First we need to work out where the two curves intersect one another.
y=x² (upright parabola with vertex at (0,0)) and x=y² (parabola on its side with arms pointing to the right with vertex at (0,0), so, substituting for y in x=y², x=x⁴, x⁴-x=0=x(x³-1); solving for x we get x=0 and x=1.
So the intersection points are (0,0) and (1,1).
(The graph shows the shaded area in the first (positive) quadrant to be rotated around x=-6. This should help you understand the solution. The arbitrary horizontal red line is an example of how the “flywheel” discs are created. It intersects the shaded area at outer point P and inner point Q, showing the radii formed by joining P and Q to x=-6.)
Consider (1,1). The perpendicular from this point onto the line x=-6 forms the radius of the top open surface of the rotated shape. The length of the radius is 1-(-6)=1+6=7 units (see graph). Consider (0,0). The corresponding radius here has a length of 6 units.These are the radii of the highest and lowest points of the shape.
Now consider a point P(x,y) on y=x². The distance from P to x=-6 is x+6. P is going to be rotated around x=-6, which acts like a spindle. So in relation to the spindle the coords of P are (x+6,y). But y=x², so this is (x+6,x²) because the distance to the x-axis from P is not affected by rotating P.
The part of the sideways parabola x=y² that matters in this problem is the part that lies above the x-axis, so we can rewrite x=y² as y=√x. Consider a point Q(x,y), which becomes Q(x,√x). The x value needs to change to x+6 to form a radius of rotation around x=-6. So with respect to x=-6 the coords of Q are x=x+6 and y=√x.

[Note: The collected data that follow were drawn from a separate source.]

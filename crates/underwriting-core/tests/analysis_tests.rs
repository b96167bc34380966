use pretty_assertions::assert_eq;
use rust_decimal::Decimal;
use rust_decimal_macros::dec;
use underwriting_core::analysis::analyze_deal;
use underwriting_core::financing::instruments::{DscrLoanTerms, LoanTerms, SubjectToTerms};
use underwriting_core::investment::sale::sale_for_year;
use underwriting_core::operations::expenses::project_expenses;
use underwriting_core::operations::noi::aggregate_noi;
use underwriting_core::operations::revenue::project_revenue;
use underwriting_core::scenario::{ExpenseLine, Scenario, Unit};

// ===========================================================================
// Fixtures
// ===========================================================================

/// 50 units at $1,000, no vacancy or growth: GPR $600,000 less `expenses`.
fn flat_deal(expenses: Decimal) -> Scenario {
    let mut s = Scenario::default();
    s.property.name = "Cedar Flats".into();
    s.property.units = 50;
    s.property.square_feet = dec!(40_000);
    s.property.purchase_price = dec!(5_000_000);
    s.rent_roll = (0..50)
        .map(|i| Unit {
            id: format!("{}", 101 + i),
            unit_type: if i % 2 == 0 { "1x1".into() } else { "2x1".into() },
            market_rent: dec!(1000),
            in_place_rent: dec!(1000),
            ..Default::default()
        })
        .collect();
    s.expenses = vec![ExpenseLine {
        name: "Operating".into(),
        annual_amount: expenses,
        ..Default::default()
    }];
    s
}

fn senior_loan(principal: Decimal) -> DscrLoanTerms {
    DscrLoanTerms {
        loan: LoanTerms {
            principal,
            annual_rate: dec!(0.06),
            amortization_years: 30,
            ..Default::default()
        },
        min_dscr: Some(dec!(1.25)),
        origination_fee_percent: Decimal::ZERO,
    }
}

fn value_add_deal() -> Scenario {
    let mut s = flat_deal(dec!(240_000));
    for (i, unit) in s.rent_roll.iter_mut().enumerate() {
        unit.in_place_rent = dec!(920) + Decimal::from(i as u32 % 5) * dec!(10);
    }
    s.growth.annual_rent_growth = dec!(0.035);
    s.growth.annual_expense_growth = dec!(0.025);
    s.growth.vacancy_rate = dec!(0.06);
    s.growth.bad_debt_rate = dec!(0.005);
    s.growth.management_fee_percent = dec!(0.03);
    s.growth.exit_cap_rate_5yr = dec!(0.0625);
    s.growth.exit_cap_rate_10yr = dec!(0.065);
    s.sale.selling_costs_percent = dec!(0.02);
    s.sale.capex_reserve_per_unit_per_year = dec!(250);
    s.acquisition.closing_costs = dec!(75_000);
    s.financing.dscr_loan = Some(senior_loan(dec!(3_250_000)));
    s.financing.seller_carryback = Some(LoanTerms {
        principal: dec!(250_000),
        annual_rate: dec!(0.05),
        interest_only: true,
        term_years: 7,
        ..Default::default()
    });
    s.waterfall.preferred_return = dec!(0.08);
    s.waterfall.lp_equity_share = dec!(0.9);
    s.waterfall.gp_equity_share = dec!(0.1);
    s.waterfall.lp_split_after_pref = dec!(0.7);
    s.waterfall.gp_promote_after_pref = dec!(0.3);
    s.waterfall.lp_split_pre_pref = dec!(0.9);
    s.waterfall.gp_split_pre_pref = dec!(0.1);
    s
}

// ===========================================================================
// Known answers
// ===========================================================================

#[test]
fn test_seventy_five_percent_ltv_dscr() {
    // NOI 350k; 3.75M at 6%/30y → ~22,483/month, ~269,798/year
    let mut s = flat_deal(dec!(250_000));
    s.financing.dscr_loan = Some(senior_loan(dec!(3_750_000)));
    s.growth.exit_cap_rate_5yr = dec!(0.06);

    let out = analyze_deal(&s).unwrap();
    let y1 = &out.result.year1;
    assert_eq!(y1.noi, dec!(350_000));
    assert_eq!(y1.ltv, Some(dec!(0.75)));
    assert!(
        (y1.debt_service - dec!(269_798)).abs() < dec!(1),
        "Expected annual debt service ~269,798, got {}",
        y1.debt_service
    );
    let dscr = y1.dscr.unwrap();
    assert!((dscr - dec!(1.30)).abs() < dec!(0.01), "DSCR {dscr}");

    let senior = &out.result.financing_metrics.instruments[0];
    assert!((senior.monthly_payment - dec!(22_483.14)).abs() < dec!(0.01));
    assert_eq!(y1.price_per_unit, Some(dec!(100_000)));
    assert_eq!(y1.purchase_cap_rate, Some(dec!(0.07)));
}

#[test]
fn test_reversion_at_six_percent_cap() {
    // Flat NOI of 400k, so year-6 forward NOI is 400k
    let mut s = flat_deal(dec!(200_000));
    s.growth.exit_cap_rate_5yr = dec!(0.06);
    s.sale.selling_costs_percent = dec!(0.02);

    let revenue = project_revenue(&s, 6).unwrap();
    let expenses = project_expenses(&s, &revenue).unwrap();
    let noi = aggregate_noi(&revenue, &expenses, s.unit_count());
    let mut warnings = Vec::new();
    let sale = sale_for_year(&s, &[], &noi, 5, &mut warnings).unwrap();

    assert_eq!(sale.forward_noi, dec!(400_000));
    let gross = sale.gross_sale_price.unwrap();
    assert!((gross - dec!(6_666_666.67)).abs() < dec!(0.01));
    let net = sale.net_sale_proceeds.unwrap();
    assert!((net - dec!(6_533_333.33)).abs() < dec!(0.01));
    assert!(warnings.is_empty());
}

#[test]
fn test_zero_price_omits_price_ratios() {
    let mut s = flat_deal(dec!(250_000));
    s.property.purchase_price = Decimal::ZERO;
    let out = analyze_deal(&s).unwrap();
    let y1 = &out.result.year1;
    assert_eq!(y1.price_per_unit, None);
    assert_eq!(y1.purchase_cap_rate, None);
    assert_eq!(y1.ltv, None);
    assert!(out.warnings.iter().any(|w| w.contains("Purchase price")));
}

// ===========================================================================
// Pipeline
// ===========================================================================

#[test]
fn test_identical_scenarios_give_identical_result_payloads() {
    // metadata.computation_time_us is wall-clock and differs between runs
    let s = value_add_deal();
    let first = analyze_deal(&s).unwrap();
    let second = analyze_deal(&s.clone()).unwrap();
    assert_eq!(first.result, second.result);
    assert_eq!(first.warnings, second.warnings);
    assert_eq!(first.methodology, second.methodology);
    assert_eq!(first.assumptions, second.assumptions);
    assert_eq!(first.metadata.version, second.metadata.version);
    assert_eq!(first.metadata.precision, second.metadata.precision);
}

#[test]
fn test_cash_flow_ties_to_noi_and_debt_service() {
    let out = analyze_deal(&value_add_deal()).unwrap();
    let a = &out.result;
    for (cf, noi) in a.cash_flow_projections.iter().zip(&a.noi_projections) {
        assert_eq!(cf.noi, noi.noi);
        assert_eq!(
            cf.before_tax_cash_flow,
            cf.noi - cf.total_debt_service - cf.capex_reserves,
            "Year {}",
            cf.year
        );
        let by_instrument: Decimal = cf.debt_service_by_instrument.iter().map(|l| l.amount).sum();
        assert_eq!(by_instrument, cf.total_debt_service);
    }
}

#[test]
fn test_sources_equal_uses() {
    let out = analyze_deal(&value_add_deal()).unwrap();
    let a = &out.result;
    assert!(a.sources_and_uses.balanced);
    assert_eq!(a.sources_and_uses.total_sources, a.sources_and_uses.total_uses);
    assert_eq!(
        a.equity_investment.required_equity,
        dec!(5_075_000) - dec!(3_500_000)
    );
    assert_eq!(
        a.equity_investment.lp_equity + a.equity_investment.gp_equity,
        a.equity_investment.required_equity
    );
}

#[test]
fn test_carryback_is_paid_off_at_sale() {
    let out = analyze_deal(&value_add_deal()).unwrap();
    let five = &out.result.sale_analysis[0];
    assert_eq!(five.exit_year, 5);
    let carryback = five
        .loan_payoffs
        .iter()
        .find(|l| l.name == "Seller Carryback")
        .unwrap();
    assert_eq!(carryback.amount, dec!(250_000));

    // Term ends in year 7; the balloon stays owed until the sale
    let ten = out.result.sale_analysis.last().unwrap();
    assert_eq!(ten.exit_year, 10);
    let carryback = ten
        .loan_payoffs
        .iter()
        .find(|l| l.name == "Seller Carryback")
        .unwrap();
    assert_eq!(carryback.amount, dec!(250_000));
    assert!(out.warnings.iter().any(|w| w.contains("unfunded balloon")));
}

#[test]
fn test_waterfall_distributes_levered_cash() {
    let out = analyze_deal(&value_add_deal()).unwrap();
    let a = &out.result;
    let levered = a.irr_cash_flows.five_year.as_ref().unwrap();
    let wf = a.waterfall_distribution.five_year.as_ref().unwrap();

    assert_eq!(wf.years.len(), 5);
    let distributed: Decimal = wf.years.iter().map(|y| y.distributable_cash).sum();
    let levered_inflows: Decimal = levered.cash_flows.iter().skip(1).copied().sum();
    assert_eq!(distributed, levered_inflows);
    assert_eq!(
        wf.total_lp_distributions + wf.total_gp_distributions,
        distributed
    );
}

#[test]
fn test_sensitivity_base_cell_matches_five_year_irr() {
    let out = analyze_deal(&value_add_deal()).unwrap();
    let a = &out.result;
    let grid = a.sensitivity_analysis.as_ref().unwrap();
    assert_eq!(grid.matrix.len(), 5);
    assert!(grid.matrix.iter().all(|row| row.len() == 5));

    let pos = grid.base_case_position;
    assert_eq!((pos.row, pos.col), (2, 2));
    let base = grid.matrix[pos.row][pos.col];
    assert_eq!(base, a.irr_cash_flows.five_year.as_ref().unwrap().irr);

    // Lower exit cap, higher price, higher IRR
    let low_cap = grid.matrix[0][pos.col].unwrap();
    let high_cap = grid.matrix[4][pos.col].unwrap();
    assert!(low_cap > high_cap);
}

#[test]
fn test_subject_to_balance_reduces_over_hold() {
    let mut s = flat_deal(dec!(250_000));
    s.growth.exit_cap_rate_5yr = dec!(0.065);
    s.financing.subject_to = Some(SubjectToTerms {
        current_balance: dec!(2_000_000),
        annual_rate: dec!(0.04),
        original_term_months: 360,
        remaining_term_months: 300,
    });
    let out = analyze_deal(&s).unwrap();
    let schedule = &out.result.financing_metrics.schedule;
    assert_eq!(schedule.len(), 10);
    assert!(schedule
        .windows(2)
        .all(|w| w[1].ending_balance < w[0].ending_balance));
    let payoff = out.result.sale_analysis[0].total_loan_payoff;
    assert_eq!(payoff, schedule[4].ending_balance);
}

#[test]
fn test_subject_to_without_remaining_term_is_repaid_at_sale() {
    let mut s = flat_deal(dec!(250_000));
    s.growth.exit_cap_rate_5yr = dec!(0.065);
    s.financing.subject_to = Some(SubjectToTerms {
        current_balance: dec!(600_000),
        annual_rate: dec!(0.05),
        original_term_months: 360,
        remaining_term_months: 0,
    });
    let out = analyze_deal(&s).unwrap();
    let a = &out.result;
    assert_eq!(a.financing_metrics.total_debt, dec!(600_000));
    assert_eq!(a.cash_flow_projections[0].total_debt_service, Decimal::ZERO);
    for sale in &a.sale_analysis {
        assert_eq!(sale.total_loan_payoff, dec!(600_000), "Exit year {}", sale.exit_year);
    }
    assert!(out.warnings.iter().any(|w| w.contains("unfunded balloon")));
}

// ===========================================================================
// Out-of-range inputs
// ===========================================================================

#[test]
fn test_runaway_rent_growth_is_an_error() {
    let mut s = flat_deal(dec!(250_000));
    s.projection_years = 50;
    s.growth.annual_rent_growth = dec!(2.0);
    s.growth.exit_cap_rate_5yr = dec!(0.06);
    let err = analyze_deal(&s).unwrap_err();
    assert!(err.to_string().contains("Gross potential rent"), "{err}");
}

#[test]
fn test_vanishing_exit_cap_leaves_sale_unpriced() {
    let mut s = flat_deal(dec!(250_000));
    s.financing.dscr_loan = Some(senior_loan(dec!(3_000_000)));
    s.growth.exit_cap_rate_5yr = Decimal::new(1, 27);
    let out = analyze_deal(&s).unwrap();
    let a = &out.result;
    assert_eq!(a.sale_analysis[0].gross_sale_price, None);
    assert_eq!(a.sale_analysis[0].net_sale_proceeds, None);
    assert!(a.irr_cash_flows.five_year.is_none());
    assert!(a.waterfall_distribution.five_year.is_none());
    assert!(out.warnings.iter().any(|w| w.contains("Year 5 sale not priced")));
}

#[test]
fn test_non_positive_exit_caps_leave_grid_rows_empty() {
    let mut s = value_add_deal();
    s.sensitivity.exit_cap_rates = vec![Decimal::ZERO, dec!(-0.01), dec!(0.0625)];
    let out = analyze_deal(&s).unwrap();
    let grid = out.result.sensitivity_analysis.as_ref().unwrap();

    assert_eq!(grid.matrix.len(), 3);
    for row in &grid.matrix[..2] {
        assert!(row.iter().all(|cell| cell.is_none()));
    }
    for row in &grid.equity_multiple_matrix[..2] {
        assert!(row.iter().all(|cell| cell.is_none()));
    }
    assert!(grid.matrix[2].iter().all(|cell| cell.is_some()));
    assert_eq!(grid.base_case_position.row, 2);
    assert!(out.warnings.iter().any(|w| w.contains("Non-positive exit cap rates")));
}

#[test]
fn test_projection_too_long_is_rejected() {
    let mut s = flat_deal(dec!(250_000));
    s.projection_years = 51;
    assert!(analyze_deal(&s).is_err());
}
// ---------------------------------------------------------------------------
// Tests
// ---------------------------------------------------------------------------

#[cfg(test)]
mod tests {
    use super::*;
    use rust_decimal_macros::dec;

    fn promote_terms() -> WaterfallTerms {
        WaterfallTerms {
            preferred_return: dec!(0.08),
            pref_accrual: PrefAccrual::Compounding,
            lp_equity_share: dec!(0.9),
            gp_equity_share: dec!(0.1),
            lp_split_pre_pref: dec!(0.9),
            gp_split_pre_pref: dec!(0.1),
            lp_split_after_pref: dec!(0.7),
            gp_promote_after_pref: dec!(0.3),
            gp_catch_up: None,
        }
    }

    fn assert_no_leakage(years: &[WaterfallYear]) {
        for y in years {
            assert_eq!(
                y.lp_distribution + y.gp_distribution,
                y.distributable_cash,
                "Leakage in year {}",
                y.year
            );
        }
    }

    #[test]
    fn test_pref_shortfall_goes_entirely_to_lp() {
        let terms = WaterfallTerms {
            preferred_return: dec!(0.08),
            ..promote_terms()
        };
        let years = distribute(&terms, dec!(1_000_000), Decimal::ZERO, &[dec!(50_000)]);
        let y1 = &years[0];
        assert_eq!(y1.lp_pref_accrual, dec!(80_000));
        assert_eq!(y1.lp_pref_paid, dec!(50_000));
        assert_eq!(y1.lp_distribution, dec!(50_000));
        assert_eq!(y1.gp_distribution, Decimal::ZERO);
        assert_eq!(y1.unpaid_pref_balance, dec!(30_000));
    }

    #[test]
    fn test_compounding_vs_simple_accrual() {
        let cash = [Decimal::ZERO, Decimal::ZERO];
        let compounding = distribute(&promote_terms(), dec!(1_000_000), Decimal::ZERO, &cash);
        assert_eq!(compounding[1].lp_pref_accrual, dec!(86_400));

        let simple_terms = WaterfallTerms {
            pref_accrual: PrefAccrual::Simple,
            ..promote_terms()
        };
        let simple = distribute(&simple_terms, dec!(1_000_000), Decimal::ZERO, &cash);
        assert_eq!(simple[1].lp_pref_accrual, dec!(80_000));
        assert_eq!(simple[1].unpaid_pref_balance, dec!(160_000));
    }

    #[test]
    fn test_capital_returned_then_promote() {
        // LP 900k, GP 100k; exit cash 2M in year 1
        let years = distribute(&promote_terms(), dec!(900_000), dec!(100_000), &[dec!(2_000_000)]);
        let y = &years[0];
        assert_eq!(y.lp_pref_paid, dec!(72_000));
        assert_eq!(y.lp_return_of_capital, dec!(900_000));
        assert_eq!(y.gp_return_of_capital, dec!(100_000));
        assert_eq!(y.lp_capital_outstanding, Decimal::ZERO);
        // 2M − 72k − 1M = 928k residual at 70/30
        assert_eq!(y.lp_promote_split, dec!(649_600));
        assert_eq!(y.gp_promote, dec!(278_400));
        assert_no_leakage(&years);
    }

    #[test]
    fn test_full_catch_up() {
        let terms = WaterfallTerms {
            gp_catch_up: Some(Decimal::ONE),
            lp_split_pre_pref: Decimal::ONE,
            gp_split_pre_pref: Decimal::ZERO,
            lp_split_after_pref: dec!(0.8),
            gp_promote_after_pref: dec!(0.2),
            ..promote_terms()
        };
        let years = distribute(&terms, dec!(1_000_000), Decimal::ZERO, &[dec!(1_200_000)]);
        let y = &years[0];
        // Pref 80k, capital 1M, catch-up target 0.25 × 80k = 20k, residual 100k at 80/20
        assert_eq!(y.gp_catch_up, dec!(20_000));
        assert_eq!(y.lp_catch_up, Decimal::ZERO);
        assert_eq!(y.lp_promote_split, dec!(80_000));
        assert_eq!(y.gp_distribution, dec!(40_000));
        assert_no_leakage(&years);
    }

    #[test]
    fn test_catch_up_share_above_one_is_capped() {
        let terms = WaterfallTerms {
            gp_catch_up: Some(dec!(1.5)),
            lp_split_pre_pref: Decimal::ONE,
            gp_split_pre_pref: Decimal::ZERO,
            lp_split_after_pref: dec!(0.8),
            gp_promote_after_pref: dec!(0.2),
            ..promote_terms()
        };
        assert!(terms.check().iter().any(|w| w.contains("catch-up share 1.5")));

        // Same tiers as a full catch-up; the LP never funds the GP
        let years = distribute(&terms, dec!(1_000_000), Decimal::ZERO, &[dec!(1_200_000)]);
        let y = &years[0];
        assert_eq!(y.gp_catch_up, dec!(20_000));
        assert_eq!(y.lp_catch_up, Decimal::ZERO);
        assert_eq!(y.gp_distribution, dec!(40_000));
        assert_no_leakage(&years);
    }

    #[test]
    fn test_capital_call_increases_capital() {
        let years = distribute(
            &promote_terms(),
            dec!(900_000),
            dec!(100_000),
            &[dec!(-100_000), dec!(50_000)],
        );
        assert_eq!(years[0].lp_distribution, dec!(-90_000));
        assert_eq!(years[0].gp_distribution, dec!(-10_000));
        assert_eq!(years[0].lp_capital_outstanding, dec!(990_000));
        assert_eq!(years[0].gp_capital_outstanding, dec!(110_000));
        assert_no_leakage(&years);
    }

    #[test]
    fn test_run_waterfall_irrs() {
        let mut warnings = Vec::new();
        let result = run_waterfall(
            &promote_terms(),
            dec!(900_000),
            dec!(100_000),
            &[dec!(60_000), dec!(60_000), dec!(1_400_000)],
            &mut warnings,
        );
        assert_eq!(result.exit_year, 3);
        assert_eq!(result.lp_cash_flows.len(), 4);
        let lp_irr = result.lp_irr.unwrap();
        let gp_irr = result.gp_irr.unwrap();
        assert!(gp_irr > lp_irr, "Promote should lift GP IRR above LP IRR");
        assert_eq!(
            result.total_lp_distributions + result.total_gp_distributions,
            dec!(1_520_000)
        );
    }

    #[test]
    fn test_default_terms_send_everything_to_lp() {
        let years = distribute(
            &WaterfallTerms::default(),
            dec!(1_000_000),
            Decimal::ZERO,
            &[dec!(100_000), dec!(1_500_000)],
        );
        assert!(years.iter().all(|y| y.gp_distribution.is_zero()));
        assert_no_leakage(&years);
    }

    #[test]
    fn test_calculate_waterfall_validation() {
        let input = WaterfallInput {
            terms: promote_terms(),
            lp_equity: dec!(900_000),
            gp_equity: dec!(100_000),
            distributable_cash: vec![],
        };
        assert!(calculate_waterfall(&input).is_err());

        let no_equity = WaterfallInput {
            terms: promote_terms(),
            lp_equity: Decimal::ZERO,
            gp_equity: Decimal::ZERO,
            distributable_cash: vec![dec!(10_000)],
        };
        assert!(matches!(
            calculate_waterfall(&no_equity),
            Err(UnderwritingError::FinancialImpossibility(_))
        ));
    }
}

Next we want to consider the volume of a very thin disc when we rotate P and Q around x=-6. The volume is πr²h where r is the radius and h the height or thickness. Since r is horizontal, h must be vertical and we write h=dy and r=x+6. The volume of the disc is π(x+6)²dy. but this disk is completely solid like a flywheel around the spindle. However, we are going to subtract the volume of an inner flywheel from the volume of the outer flywheel.
The volume of the solid of revolution is the sum of the volumes of the individual thin flywheels. The summation in calculus is integral ∫π(x+6)²dy. But we can’t integrate an expression in x with respect to y, so we need to replace x with a function of y. For the outer parabola, y=x², x=√y (the positive half of the upright parabola) and for the inner parabola, x=y².
So we have two integrals: outer is ∫π(√y+6)²dy, inner is ∫π(y²+6)²dy and the limits are [0,1].
The volume of the rotated solid is ∫π(√y+6)²dy-∫π(y²+6)²dy.
That is: π∫(y+12√y+36)dy-π∫(y⁴+12y²+36)dy.
The integrals can be combined:
π∫(y+12√y-y⁴-12y²)dy=π(y²/2+8√y³-y⁵/5-4y³).
Now apply the limits [0,1]: π(½+8-⅕-4)=4.3π=13.5088 approx. cubic units.